380g (3 cups) plain flour
70g (3/4 cup) cocoa powder
400g (2 cups) sugar
1 teaspoon bicarbonate of soda
1 teaspoon salt
240ml (1 cup) sunflower oil or other flavourless oil
120ml (1/2 cup) Cointreau
360ml (1½ cups) coffee, room temperature
1 tablespoon vanilla extract
60ml (1/4 cup) cider vinegar

Filling:
marmalade

Chocolate ganache:
200g (1⅓ cups) dark chocolate chips
125g (1/2 cup + 1 tablespoon) margarine
2 tablespoons Cointreau
2 tablespoons icing sugar

Chocolate orange truffles:
140g (1 cup) dark chocolate chips
90ml (1/3 cup) canned coconut milk
1/2 teaspoon orange extract

Prepare the truffles first as they will need time to set. Place the chocolate chips in a heatproof bowl. Heat up the coconut milk in a pan over medium heat until it starts simmering, then pour over the chocolate chips and stir until completely melted and well combined. Stir in the orange extract, cover the bowl with cling film and place in the fridge for about an hour to set. Once set, scoop out a heaped teaspoon of the chocolate mixture and form small balls of about 15g each. Roll in powdered orange zest, cocoa powder and/or chocolate sprinkles if you like, then place back in the fridge for about half an hour for the outside to set. 
Next preheat oven to 190°C/375°F and lightly grease two 20cm/8” cake tins. In a medium bowl, sift together flour, cocoa powder, sugar, bicarbonate of soda and salt. In a separate bowl, combine the oil, Cointreau, coffee and vanilla extract. Pour the liquid ingredients into the dry and mix until combined. Lastly stir in the vinegar and pour into the prepared tins.
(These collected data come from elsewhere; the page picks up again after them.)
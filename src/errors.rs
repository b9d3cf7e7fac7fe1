// Copyright (c) 2025, The Ruskit Authors
// MIT License
// All rights reserved.

//! # Error Types for the Publish Core
//!
//! This module provides the error taxonomy for broker connectivity and
//! publishing. The `AmqpError` enum covers the dial, channel-open and
//! publish paths; every failure in this crate is returned as one of these
//! values and none of them panics.

use thiserror::Error;

/// Represents errors that can occur while connecting to the broker or
/// publishing a message.
///
/// Variants carry the underlying cause as text so the caller can render it
/// in a dialog or a log line without this crate deciding the presentation.
#[derive(Error, Debug, PartialEq, Eq)]
pub enum AmqpError {
    /// The transport session to the broker could not be established
    /// (unreachable host, rejected credentials, protocol negotiation
    /// failure or dial timeout)
    #[error("failure to dial the broker: {0}")]
    Dial(String),

    /// The session was established but the channel could not be opened
    #[error("failure to open a channel: {0}")]
    ChannelOpen(String),

    /// A publish was attempted without a connected session; detected
    /// locally, never reaches the network
    #[error("not connected to the broker")]
    NotConnected,

    /// Channel-level failure while sending, including an expired publish
    /// deadline
    #[error("failure to publish: {0}")]
    Publish(String),

    /// The payload was rejected while building the request (not valid
    /// JSON or not serializable)
    #[error("invalid payload: {0}")]
    Payload(String),
}

#[cfg(test)]
mod tests {
    use super::*;

    #[test]
    fn display_carries_the_cause() {
        assert_eq!(
            AmqpError::Dial("connection refused".to_owned()).to_string(),
            "failure to dial the broker: connection refused"
        );
        assert_eq!(
            AmqpError::ChannelOpen("resource limit".to_owned()).to_string(),
            "failure to open a channel: resource limit"
        );
        assert_eq!(
            AmqpError::Publish("channel closed".to_owned()).to_string(),
            "failure to publish: channel closed"
        );
    }

    #[test]
    fn not_connected_is_a_fixed_message() {
        assert_eq!(
            AmqpError::NotConnected.to_string(),
            "not connected to the broker"
        );
    }
}
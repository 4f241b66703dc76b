//! Connection bootstrap utilities for SQLite.
//!
//! # Responsibility
//! - Open file or in-memory SQLite connections.
//! - Apply the pragmas described by `SessionConfig`.
//!
//! # Invariants
//! - Returned connections honor `SessionConfig::foreign_keys`.
//! - Invalid configs are rejected before any file is touched.

use super::{DbResult, SessionConfig};
use log::{error, info};
use rusqlite::Connection;
use std::path::Path;
use std::time::Instant;

/// Opens a SQLite database file with the default session config.
pub fn open_db(path: impl AsRef<Path>) -> DbResult<Connection> {
    open_db_with(path, &SessionConfig::default())
}

/// Opens an in-memory SQLite database with the default session config.
pub fn open_db_in_memory() -> DbResult<Connection> {
    open_db_in_memory_with(&SessionConfig::default())
}

/// Opens a SQLite database file and applies `config`.
///
/// # Side effects
/// - Emits `db_open` logging events with duration and status.
pub fn open_db_with(path: impl AsRef<Path>, config: &SessionConfig) -> DbResult<Connection> {
    config.validate()?;
    open_with("file", config, || Connection::open(path))
}

/// Opens an in-memory SQLite database and applies `config`.
pub fn open_db_in_memory_with(config: &SessionConfig) -> DbResult<Connection> {
    config.validate()?;
    open_with("memory", config, Connection::open_in_memory)
}

fn open_with(
    mode: &str,
    config: &SessionConfig,
    open: impl FnOnce() -> rusqlite::Result<Connection>,
) -> DbResult<Connection> {
    let started_at = Instant::now();
    info!("event=db_open module=db status=start mode={mode}");

    let conn = match open() {
        Ok(conn) => conn,
        Err(err) => {
            error!(
                "event=db_open module=db status=error mode={} duration_ms={} error_code=db_open_failed error={}",
                mode,
                started_at.elapsed().as_millis(),
                err
            );
            return Err(err.into());
        }
    };

    match configure_connection(&conn, config) {
        Ok(()) => {
            info!(
                "event=db_open module=db status=ok mode={} duration_ms={} foreign_keys={}",
                mode,
                started_at.elapsed().as_millis(),
                config.foreign_keys
            );
            Ok(conn)
        }
        Err(err) => {
            error!(
                "event=db_open module=db status=error mode={} duration_ms={} error_code=db_configure_failed error={}",
                mode,
                started_at.elapsed().as_millis(),
                err
            );
            Err(err.into())
        }
    }
}

fn configure_connection(conn: &Connection, config: &SessionConfig) -> rusqlite::Result<()> {
    let foreign_keys = if config.foreign_keys { "ON" } else { "OFF" };
    conn.execute_batch(&format!("PRAGMA foreign_keys = {foreign_keys};"))?;
    conn.busy_timeout(config.busy_timeout())?;
    Ok(())
}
Bake for 30 minutes or until a toothpick inserted into the centre of the cakes comes out clean. Place on a cooling rack to cool.
Once cool, make the chocolate ganache. Melt chocolate and margarine in a double boiler, stir to combine then remove from the heat. Add Cointreau and icing sugar and mix until smooth.
Spread the marmalade on top of one layer, spoon a couple of tablespoons of the chocolate ganache and place the layer second on top. Pour the remaining ganache over the cake and on the sides, garnish with the truffles and leave to set.
Cakes for Daves because Dave is my fave.